Top spots in the recently released U.S. News & World Report state health rankings went to Hawaii (1), Massachusetts (2), Minnesota (3), New Hampshire (4) and Iowa (5).
Rounding out the bottom of the rankings were Arkansas (50), Mississippi (49), Oklahoma (48), Alabama (47) and West Virginia (46).
- U.S. News & World Report partnered with McKinsey & Company and relied on data from CMS and CDC to develop overall rankings based on performance in healthcare quality, access, and public health.
Rankings such as these can generally be taken with a grain of salt, but the results from U.S. News & World Report rankings provide a useful resource for those with a stake in healthcare, including researchers, policymakers and journalists
States that have passed legislation or committed resources to improve their health systems tended to be ranked higher than others. The top spot went to Hawaii, where a longstanding law from the 1970s helps to keep uninsured rates low. Coming in at second was Massachusetts, which passed its own version of health reform in 2006.
Geographic variations in healthcare are also apparent in the U.S. News & World Report rankings. In the South, patients tend to perform more poorly than patients elsewhere against certain health indicators like obesity and diabetes rates, according to data collected by Kaiser Family Foundation.
Among 17 states in the South, as defined by the Census Bureau, only three earned a spot in the top half of U.S. News & World Report’s rankings: Maryland (14), Delaware (22), and Virginia (25). Eight of the 10 worst ranked states were located in the South. Meanwhile, none of the nine states in the Northeast earned a ranking below 18.

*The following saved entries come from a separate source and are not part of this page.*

//! Transaction Ledger Library
//! # Overview
//!
//! This library implements a ledger for virtual-card payments and refunds:
//! balances per account and funding source, an append-only transaction log,
//! idempotent request handling, and paginated history and stats for callers.
//! A CSV replay front end drives the service with either a sync or an async
//! strategy.
//!
//! # Architecture
//!
//! The system is organized into several key components:
//!
//! - [`types`] - Core data types (Amount, Account, transactions, requests, errors)
//! - [`config`] - Timeouts, retention windows and retry bounds
//! - [`cli`] - CLI arguments parsing
//! - [`core`] - Business logic components:
//!   - [`core::service`] - The [`TransactionService`] implementation
//!   - [`core::payment`] / [`core::refund`] - Request processing
//!   - [`core::balance_store`] - Account balances with atomic updates
//!   - [`core::ledger`] - Append-only transaction history
//!   - [`core::idempotency`] - Duplicate request suppression
//! - [`io`] - CSV reading and writing
//! - [`strategy`] - Sync and async replay of command files
//!
//! # Operations
//!
//! - **Payment**: Validate the card, debit the chosen funding source, log the
//!   payment. A given order is charged at most once.
//! - **Refund**: Credit part or all of a completed payment back to where it
//!   came from. The sum of refunds never exceeds the payment.
//! - **History**: Newest-first pages of an account's payments and refunds.
//! - **Stats**: Totals and net revenue per account or globally.
//!
//! # Money
//!
//! Amounts are decimals with exactly five fractional digits and must be
//! positive. Balances never go negative.

pub mod cli;
pub mod config;
pub mod core;
pub mod io;
pub mod logging;
pub mod strategy;
pub mod types;

pub use config::LedgerConfig;
pub use core::{Caller, LedgerService, TransactionService};
pub use io::write_accounts_csv;
pub use types::{
    Account, AccountId, Amount, FundingSource, LedgerError, PaymentReceipt, PaymentRequest,
    RefundReceipt, RefundRequest, TransactionRecord,
};
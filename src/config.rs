//! Ledger service configuration
//!
//! Timeouts, retention windows and retry bounds used by the idempotency guard,
//! the balance store and the processors. Defaults are production values; the
//! replay CLI overrides a subset of them from command-line flags.

use std::time::Duration;

/// Tunables for the ledger service
#[derive(Debug, Clone, PartialEq)]
pub struct LedgerConfig {
    /// How long an unresolved reservation is honoured before a retry may take it over
    pub reservation_timeout: Duration,

    /// How long a successful outcome is replayed for its idempotency key
    pub completed_retention: Duration,

    /// How long a failed outcome is replayed for its idempotency key
    pub failure_retention: Duration,

    /// How long a request waits for an in-flight duplicate to resolve
    pub in_flight_wait: Duration,

    /// Upper bound on waiting for an account lock
    pub lock_timeout: Duration,

    /// Internal retries for transient (concurrency) errors
    pub max_retries: u32,

    /// Base delay between retries; the n-th retry waits n times this
    pub retry_backoff: Duration,

    /// Maximum age of a cached stats snapshot
    pub stats_staleness: Duration,

    /// Page size used by the lazy history iterator
    pub history_page_size: usize,
}

impl Default for LedgerConfig {
    fn default() -> Self {
        Self {
            reservation_timeout: Duration::from_secs(30),
            completed_retention: Duration::from_secs(24 * 60 * 60),
            failure_retention: Duration::from_secs(30),
            in_flight_wait: Duration::from_secs(30),
            lock_timeout: Duration::from_secs(5),
            max_retries: 3,
            retry_backoff: Duration::from_millis(10),
            stats_staleness: Duration::from_secs(5),
            history_page_size: 50,
        }
    }
}

impl LedgerConfig {
    /// Override the reservation timeout; the in-flight wait follows it
    pub fn with_reservation_timeout(mut self, timeout: Duration) -> Self {
        self.reservation_timeout = timeout;
        self.in_flight_wait = timeout;
        self
    }

    pub fn with_max_retries(mut self, max_retries: u32) -> Self {
        self.max_retries = max_retries;
        self
    }

    pub fn with_lock_timeout(mut self, timeout: Duration) -> Self {
        self.lock_timeout = timeout;
        self
    }

    pub fn with_history_page_size(mut self, page_size: usize) -> Self {
        if page_size == 0 {
            tracing::warn!(
                default = self.history_page_size,
                "invalid history page size 0, keeping default"
            );
            return self;
        }
        self.history_page_size = page_size;
        self
    }

    /// Backoff before the given retry attempt (1-based)
    pub fn backoff_for(&self, attempt: u32) -> Duration {
        self.retry_backoff.saturating_mul(attempt)
    }
}
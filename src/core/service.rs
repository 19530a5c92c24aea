//! The ledger service facade
//!
//! `LedgerService` wires the balance store, the ledger, both processors and
//! the query service together and implements [`TransactionService`], the
//! contract callers depend on.
//!
//! # Architecture
//!
//! ```text
//! LedgerService
//!     ├── Arc<BalanceStore>        (account balances, per-account locks)
//!     ├── Arc<TransactionLedger>   (append-only history)
//!     ├── PaymentProcessor         (own IdempotencyGuard)
//!     ├── RefundProcessor          (own IdempotencyGuard)
//!     └── QueryService             (history, stats, recent)
//! ```
//!
//! # Thread Safety
//!
//! The service is `Send + Sync` and meant to be shared behind an `Arc`; every
//! component it owns synchronizes internally.

use super::balance_store::BalanceStore;
use super::clock::SystemClock;
use super::ledger::{HistoryIter, TransactionLedger};
use super::payment::PaymentProcessor;
use super::query::{HistoryPage, PageRequest, QueryService, StatsScope, TransactionStats};
use super::refund::RefundProcessor;
use super::traits::{Caller, Clock, TransactionService};
use crate::config::LedgerConfig;
use crate::types::{
    Account, AccountId, AccountStatus, LedgerError, PaymentReceipt, PaymentRequest,
    RefundReceipt, RefundRequest, TransactionRecord,
};
use std::sync::Arc;

/// In-memory transaction ledger service
#[derive(Debug)]
pub struct LedgerService {
    balances: Arc<BalanceStore>,
    ledger: Arc<TransactionLedger>,
    payments: PaymentProcessor,
    refunds: RefundProcessor,
    queries: QueryService,
    config: LedgerConfig,
}

impl LedgerService {
    /// Create a service on the wall clock
    pub fn new(config: LedgerConfig) -> Self {
        Self::with_clock(config, Arc::new(SystemClock))
    }

    /// Create a service on an explicit time source
    pub fn with_clock(config: LedgerConfig, clock: Arc<dyn Clock>) -> Self {
        let balances = Arc::new(BalanceStore::new(config.lock_timeout));
        let ledger = Arc::new(TransactionLedger::new(Arc::clone(&clock)));

        Self {
            payments: PaymentProcessor::new(
                Arc::clone(&balances),
                Arc::clone(&ledger),
                Arc::clone(&clock),
                config.clone(),
            ),
            refunds: RefundProcessor::new(
                Arc::clone(&balances),
                Arc::clone(&ledger),
                Arc::clone(&clock),
                config.clone(),
            ),
            queries: QueryService::new(
                Arc::clone(&ledger),
                clock,
                config.history_page_size,
                config.stats_staleness,
            ),
            balances,
            ledger,
            config,
        }
    }

    /// Register an account
    ///
    /// # Errors
    ///
    /// Returns `AccountExists` if the id is taken.
    pub fn open_account(&self, account: Account) -> Result<(), LedgerError> {
        self.balances.open_account(account)
    }

    pub fn set_status(
        &self,
        account_id: AccountId,
        status: AccountStatus,
    ) -> Result<Account, LedgerError> {
        self.balances.set_status(account_id, status)
    }

    pub fn account(&self, account_id: AccountId) -> Option<Account> {
        self.balances.get(account_id)
    }

    /// Every account, ordered by id
    pub fn accounts(&self) -> Vec<Account> {
        self.balances.all_accounts()
    }

    /// Lazy newest-first iterator over an account's full history
    ///
    /// # Errors
    ///
    /// Returns `Unauthorized` if `caller` may not read the account.
    pub fn history(
        &self,
        caller: Caller,
        account_id: AccountId,
    ) -> Result<HistoryIter<'_>, LedgerError> {
        authorize(caller, account_id)?;
        Ok(self.ledger.history(account_id, self.config.history_page_size))
    }

    /// Stats for display, possibly up to `stats_staleness` old
    pub fn cached_stats(&self, scope: StatsScope) -> TransactionStats {
        self.queries.cached_stats(scope)
    }

    /// The most recent entries across all accounts, newest first
    pub fn recent(&self, limit: usize) -> Vec<TransactionRecord> {
        self.queries.recent(limit)
    }

    /// Evict expired idempotency entries for both operations
    ///
    /// Long-running callers should call this periodically; nothing is purged
    /// implicitly.
    pub fn purge_expired(&self) -> usize {
        let purged = self.payments.purge_expired() + self.refunds.purge_expired();
        if purged > 0 {
            tracing::debug!(purged, "idempotency entries purged");
        }
        purged
    }

    pub fn ledger(&self) -> &TransactionLedger {
        &self.ledger
    }

    pub fn config(&self) -> &LedgerConfig {
        &self.config
    }
}

impl Default for LedgerService {
    fn default() -> Self {
        Self::new(LedgerConfig::default())
    }
}

impl TransactionService for LedgerService {
    fn create_payment(&self, request: PaymentRequest) -> Result<PaymentReceipt, LedgerError> {
        self.payments.create_payment(request)
    }

    fn create_refund(&self, request: RefundRequest) -> Result<RefundReceipt, LedgerError> {
        self.refunds.create_refund(request)
    }

    fn get_history(
        &self,
        caller: Caller,
        account_id: AccountId,
        page: PageRequest,
    ) -> Result<HistoryPage, LedgerError> {
        authorize(caller, account_id)?;
        Ok(self.queries.history(account_id, page))
    }

    fn get_stats(&self, scope: StatsScope) -> TransactionStats {
        self.queries.stats(scope)
    }
}

fn authorize(caller: Caller, account_id: AccountId) -> Result<(), LedgerError> {
    if caller.may_read(account_id) {
        Ok(())
    } else {
        tracing::warn!(?caller, account_id, "history read denied");
        Err(LedgerError::unauthorized(account_id))
    }
}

Rankings do not account for factors that help to explain discrepancies. For instance, the complicated relationship between race and health outcomes can help to explain poorer performance in the South, which is more diverse than other regions. Still, while the rankings do not paint a complete picture, they deliver accurate state profiles that can serve as building blocks to improve understanding of discrepancies in healthcare.